---------- Exercise input ----------

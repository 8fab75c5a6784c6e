//! Line breaking algorithm

use crate::layout::font::FontMetrics;
use std::ops::Range;
use unicode_segmentation::UnicodeSegmentation;

/// One wrapped line of a text run
#[derive(Debug, Clone, PartialEq)]
pub struct LineSpan {
    /// Byte range within the text this line covers
    pub byte_range: Range<usize>,
    /// Width of the line's content up to its break point
    pub width: f32,
}

fn is_break_opportunity(grapheme: &str) -> bool {
    grapheme.chars().all(char::is_whitespace)
}

/// Greedy line breaker
#[derive(Debug, Default, Clone, Copy)]
pub struct LineBreaker;

impl LineBreaker {
    pub fn new() -> Self {
        Self
    }

    /// Wrap text into lines no wider than `max_width` where possible.
    ///
    /// Line breaks in the text always end a line. Lines wrap after the last
    /// whitespace that fits; a word wider than the line is broken where it
    /// hits the edge. Trailing whitespace may hang past the edge.
    pub fn wrap(&self, text: &str, max_width: f32, metrics: &FontMetrics) -> Vec<LineSpan> {
        let mut lines = Vec::new();
        let mut line_start: usize = 0;
        let mut x: f32 = 0.0;
        let mut last_break: Option<(usize, f32)> = None;

        for (byte_idx, grapheme) in text.grapheme_indices(true) {
            // Check for explicit line break
            if grapheme == "\n" || grapheme == "\r\n" {
                lines.push(LineSpan {
                    byte_range: line_start..byte_idx,
                    width: x,
                });
                line_start = byte_idx + grapheme.len();
                x = 0.0;
                last_break = None;
                continue;
            }

            let width = metrics.grapheme_width(grapheme);
            let breakable = is_break_opportunity(grapheme);

            // Check for soft wrap
            if x + width > max_width && byte_idx > line_start && !breakable {
                let (break_offset, break_x) = last_break.unwrap_or((byte_idx, x));
                lines.push(LineSpan {
                    byte_range: line_start..break_offset,
                    width: break_x,
                });
                line_start = break_offset;
                x -= break_x;
                last_break = None;
            }

            if breakable {
                last_break = Some((byte_idx + grapheme.len(), x + width));
            }
            x += width;
        }

        // Final line
        lines.push(LineSpan {
            byte_range: line_start..text.len(),
            width: x,
        });

        lines
    }

    /// Number of lines `text` occupies; empty text occupies none
    pub fn line_count(&self, text: &str, max_width: f32, metrics: &FontMetrics) -> usize {
        if text.is_empty() {
            return 0;
        }
        self.wrap(text, max_width, metrics).len()
    }
}
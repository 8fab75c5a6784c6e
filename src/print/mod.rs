//! Print sheet layout and sheet-count aggregation

mod aggregate;
mod paper;
mod sheet;

pub use aggregate::{CardMargins, CardSlot, PageCountAggregator, Sheet};
pub use paper::{in_to_mm, mm_to_in, Orientation, PaperSpec, PaperType, MM_PER_INCH};
pub use sheet::{crop_marks, CardDimensions, CropMark, MarkEdge, PrintLayout};
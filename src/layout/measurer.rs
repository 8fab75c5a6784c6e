//! Native measurement port: wraps text into a fixed card content box

use crate::layout::font::FontMetrics;
use crate::layout::line_break::LineBreaker;
use crate::pagination::MeasurementPort;
use crate::print::CardDimensions;

/// Points per inch
pub const POINTS_PER_INCH: f32 = 72.0;

/// Lines may overshoot the box by this much before counting as overflow
const OVERFLOW_TOLERANCE: f32 = 0.01;

/// Visible text area of a card face, in points
#[derive(Debug, Clone, Copy, PartialEq)]
pub struct ContentBox {
    pub width: f32,
    pub height: f32,
}

impl ContentBox {
    pub fn new(width: f32, height: f32) -> Self {
        Self { width, height }
    }

    /// Content area of a card with an equal inset (inches) on every side
    pub fn for_card(card: &CardDimensions, inset: f64) -> Self {
        let width = (card.width - 2.0 * inset).max(0.0) as f32 * POINTS_PER_INCH;
        let height = (card.height - 2.0 * inset).max(0.0) as f32 * POINTS_PER_INCH;
        Self { width, height }
    }
}

/// Measures by line-wrapping with known font metrics
#[derive(Debug, Clone)]
pub struct TextBoxMeasurer {
    content_box: ContentBox,
    metrics: FontMetrics,
    breaker: LineBreaker,
}

impl TextBoxMeasurer {
    pub fn new(content_box: ContentBox, metrics: FontMetrics) -> Self {
        Self {
            content_box,
            metrics,
            breaker: LineBreaker::new(),
        }
    }

    pub fn content_box(&self) -> &ContentBox {
        &self.content_box
    }

    pub fn metrics(&self) -> &FontMetrics {
        &self.metrics
    }

    pub fn line_count(&self, content: &str) -> usize {
        self.breaker
            .line_count(content, self.content_box.width, &self.metrics)
    }

    /// Whole lines that fit in the box
    pub fn lines_per_box(&self) -> usize {
        if self.metrics.line_height <= 0.0 {
            return usize::MAX;
        }
        ((self.content_box.height + OVERFLOW_TOLERANCE) / self.metrics.line_height).floor() as usize
    }
}

impl MeasurementPort for TextBoxMeasurer {
    fn overflows(&mut self, content: &str) -> bool {
        self.line_count(content) > self.lines_per_box()
    }
}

----------

* [Exercise aim] The lines you need are those containing "than"; find them in the records and copy them.

* [Completed task]
    /// Wrap text into lines no wider than `max_width` where possible.
    /// whitespace that fits; a word wider than the line is broken where it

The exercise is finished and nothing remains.